REQUIREMENT »
Work through the material below and count the lines holding the word "status"; give that count and nothing more.

MATERIAL SHOWN »
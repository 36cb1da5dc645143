use crate::{Effect, ExportPhase, ExportState, Msg};

/// Pure update function: applies a message to state and returns any effects.
///
/// Messages that do not belong to the current phase are dropped without
/// touching the state, so late progress from a finished run cannot reopen it.
pub fn update(mut state: ExportState, msg: Msg) -> (ExportState, Vec<Effect>) {
    let phase = state.phase();
    let effects = match msg {
        Msg::ExportStarted { site, offset, limit } => {
            if phase.is_running() {
                return (state, Vec::new());
            }
            state.start(site, offset, limit);
            Vec::new()
        }
        Msg::IndexLoaded { count } => {
            if phase != ExportPhase::Retrieving {
                return (state, Vec::new());
            }
            state.set_index_size(count);
            Vec::new()
        }
        Msg::IndexFailed { error } => {
            if phase != ExportPhase::Retrieving {
                return (state, Vec::new());
            }
            state.record_index_failure(error.clone());
            vec![Effect::LogIndexFailure { error }]
        }
        Msg::PostRetrieved { slug } => {
            if phase != ExportPhase::Retrieving {
                return (state, Vec::new());
            }
            state.record_retrieved(slug.clone());
            vec![Effect::LogRetrieved { slug }]
        }
        Msg::PostFailed { slug, error } => {
            if phase != ExportPhase::Retrieving {
                return (state, Vec::new());
            }
            state.record_failure(slug.clone(), error.clone());
            vec![Effect::LogFailure { slug, error }]
        }
        Msg::EntryWritten {
            percent,
            entry_index,
            name,
        } => {
            if !phase.is_running() {
                return (state, Vec::new());
            }
            if state.record_entry(percent, entry_index) {
                vec![Effect::ShowArchiveProgress { percent, name }]
            } else {
                Vec::new()
            }
        }
        Msg::ArchiveReady { archive_name } => {
            if !phase.is_running() {
                return (state, Vec::new());
            }
            let entries = state.finish(archive_name.clone());
            vec![Effect::AnnounceArchive {
                archive_name,
                entries,
                failed: state.failed_count(),
            }]
        }
        Msg::NothingToExport => {
            if phase != ExportPhase::Retrieving {
                return (state, Vec::new());
            }
            state.finish_empty();
            vec![Effect::AnnounceEmpty {
                failed: state.failed_count(),
            }]
        }
        Msg::NoOp => Vec::new(),
    };

    (state, effects)
}
use std::fs;
use std::io::Write;

use exporter_engine::{ensure_output_dir, ArchiveFile};
use tempfile::TempDir;

#[test]
fn creates_missing_output_dir() {
    let temp = TempDir::new().unwrap();
    let new_dir = temp.path().join("out");
    assert!(!new_dir.exists());
    ensure_output_dir(&new_dir).unwrap();
    assert!(new_dir.is_dir());
}

#[test]
fn commit_renames_and_replaces_existing() {
    let temp = TempDir::new().unwrap();
    fs::write(temp.path().join("posts.zip"), "old").unwrap();

    let mut file = ArchiveFile::create_in(temp.path()).unwrap();
    file.write_all(b"new archive").unwrap();
    let path = file.commit("posts.zip").unwrap();

    assert_eq!(path, temp.path().join("posts.zip"));
    assert_eq!(fs::read(&path).unwrap(), b"new archive");
    assert_eq!(fs::read_dir(temp.path()).unwrap().count(), 1);
}

#[test]
fn uncommitted_archive_leaves_nothing() {
    let temp = TempDir::new().unwrap();
    {
        let mut file = ArchiveFile::create_in(temp.path()).unwrap();
        file.write_all(b"partial").unwrap();
        assert!(file.temp_path().starts_with(temp.path()));
    }
    assert_eq!(fs::read_dir(temp.path()).unwrap().count(), 0);
}

#[test]
fn file_in_place_of_directory_is_rejected() {
    let temp = TempDir::new().unwrap();
    let file_path = temp.path().join("not_a_dir");
    fs::write(&file_path, "x").unwrap();

    assert!(ArchiveFile::create_in(&file_path).is_err());
}
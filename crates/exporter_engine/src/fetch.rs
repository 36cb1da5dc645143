use std::time::Duration;

use futures_util::StreamExt;
use reqwest::header::CONTENT_TYPE;
use serde::de::DeserializeOwned;
use url::Url;

use crate::{FailureKind, FetchError, PostRecord, PostSummary};

#[derive(Debug, Clone)]
pub struct FetchSettings {
    pub connect_timeout: Duration,
    pub request_timeout: Duration,
    pub redirect_limit: usize,
    pub max_bytes: u64,
    pub allowed_content_types: Vec<String>,
}

impl Default for FetchSettings {
    fn default() -> Self {
        Self {
            connect_timeout: Duration::from_secs(10),
            request_timeout: Duration::from_secs(30),
            redirect_limit: 5,
            max_bytes: 10 * 1024 * 1024,
            allowed_content_types: vec!["application/json".to_string()],
        }
    }
}

/// Remote catalogue of posts: one index page plus per-post detail records.
#[async_trait::async_trait]
pub trait PostSource: Send + Sync {
    /// Newest-first summaries starting at `offset`.
    async fn fetch_index(&self, offset: u32, limit: u32) -> Result<Vec<PostSummary>, FetchError>;

    async fn fetch_post(&self, slug: &str) -> Result<PostRecord, FetchError>;
}

/// [`PostSource`] over the public `/api/v1` endpoints of a site.
#[derive(Debug, Clone)]
pub struct ReqwestPostSource {
    base_url: Url,
    settings: FetchSettings,
    client: reqwest::Client,
}

impl ReqwestPostSource {
    pub fn new(base_url: Url, settings: FetchSettings) -> Result<Self, FetchError> {
        if base_url.cannot_be_a_base() {
            return Err(FetchError::new(
                FailureKind::InvalidUrl,
                format!("{base_url} cannot be used as a base url"),
            ));
        }
        let client = build_client(&settings)?;
        Ok(Self {
            base_url,
            settings,
            client,
        })
    }

    pub fn base_url(&self) -> &Url {
        &self.base_url
    }

    pub fn index_url(&self, offset: u32, limit: u32) -> Result<Url, FetchError> {
        let mut url = self.endpoint(&["api", "v1", "archive"])?;
        url.query_pairs_mut()
            .append_pair("sort", "new")
            .append_pair("search", "")
            .append_pair("offset", &offset.to_string())
            .append_pair("limit", &limit.to_string());
        Ok(url)
    }

    pub fn post_url(&self, slug: &str) -> Result<Url, FetchError> {
        self.endpoint(&["api", "v1", "posts", slug])
    }

    fn endpoint(&self, segments: &[&str]) -> Result<Url, FetchError> {
        let mut url = self.base_url.clone();
        url.set_query(None);
        url.set_fragment(None);
        url.path_segments_mut()
            .map_err(|()| {
                FetchError::new(FailureKind::InvalidUrl, "base url cannot take a path")
            })?
            .pop_if_empty()
            .extend(segments);
        Ok(url)
    }

    fn is_content_type_allowed(&self, content_type: &str) -> bool {
        let ct = content_type.split(';').next().unwrap_or(content_type).trim();
        self.settings
            .allowed_content_types
            .iter()
            .any(|allowed| allowed.eq_ignore_ascii_case(ct))
    }

    async fn get_json<T: DeserializeOwned>(&self, url: Url) -> Result<T, FetchError> {
        let response = self
            .client
            .get(url)
            .send()
            .await
            .map_err(map_reqwest_error)?;

        let status = response.status();
        if !status.is_success() {
            return Err(FetchError::new(
                FailureKind::HttpStatus(status.as_u16()),
                status.to_string(),
            ));
        }

        if let Some(content_len) = response.content_length() {
            if content_len > self.settings.max_bytes {
                return Err(FetchError::new(
                    FailureKind::TooLarge {
                        max_bytes: self.settings.max_bytes,
                        actual: Some(content_len),
                    },
                    "response too large",
                ));
            }
        }

        if let Some(ct) = response
            .headers()
            .get(CONTENT_TYPE)
            .and_then(|value| value.to_str().ok())
        {
            if !self.is_content_type_allowed(ct) {
                return Err(FetchError::new(
                    FailureKind::UnsupportedContentType {
                        content_type: ct.to_string(),
                    },
                    "unsupported content type",
                ));
            }
        }

        let mut bytes = Vec::new();
        let mut stream = response.bytes_stream();
        while let Some(chunk) = stream.next().await {
            let chunk = chunk.map_err(map_reqwest_error)?;
            let next_len = bytes.len() as u64 + chunk.len() as u64;
            if next_len > self.settings.max_bytes {
                return Err(FetchError::new(
                    FailureKind::TooLarge {
                        max_bytes: self.settings.max_bytes,
                        actual: Some(next_len),
                    },
                    "response too large",
                ));
            }
            bytes.extend_from_slice(&chunk);
        }

        serde_json::from_slice(&bytes)
            .map_err(|err| FetchError::new(FailureKind::Decode, err.to_string()))
    }
}

#[async_trait::async_trait]
impl PostSource for ReqwestPostSource {
    async fn fetch_index(&self, offset: u32, limit: u32) -> Result<Vec<PostSummary>, FetchError> {
        let url = self.index_url(offset, limit)?;
        self.get_json(url).await
    }

    async fn fetch_post(&self, slug: &str) -> Result<PostRecord, FetchError> {
        let url = self.post_url(slug)?;
        self.get_json(url).await
    }
}

fn build_client(settings: &FetchSettings) -> Result<reqwest::Client, FetchError> {
    let redirect_limit = settings.redirect_limit;
    let policy = reqwest::redirect::Policy::custom(move |attempt| {
        if attempt.previous().len() >= redirect_limit {
            attempt.error("redirect limit exceeded")
        } else {
            attempt.follow()
        }
    });

    reqwest::Client::builder()
        .user_agent(concat!("post-exporter/", env!("CARGO_PKG_VERSION")))
        .connect_timeout(settings.connect_timeout)
        .timeout(settings.request_timeout)
        .redirect(policy)
        .build()
        .map_err(|err| FetchError::new(FailureKind::Network, err.to_string()))
}

fn map_reqwest_error(err: reqwest::Error) -> FetchError {
    if err.is_timeout() {
        return FetchError::new(FailureKind::Timeout, err.to_string());
    }
    if err.is_redirect() {
        return FetchError::new(FailureKind::RedirectLimitExceeded, err.to_string());
    }
    if err.is_decode() {
        return FetchError::new(FailureKind::Decode, err.to_string());
    }
    FetchError::new(FailureKind::Network, err.to_string())
}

RESPONSE BELOW »
4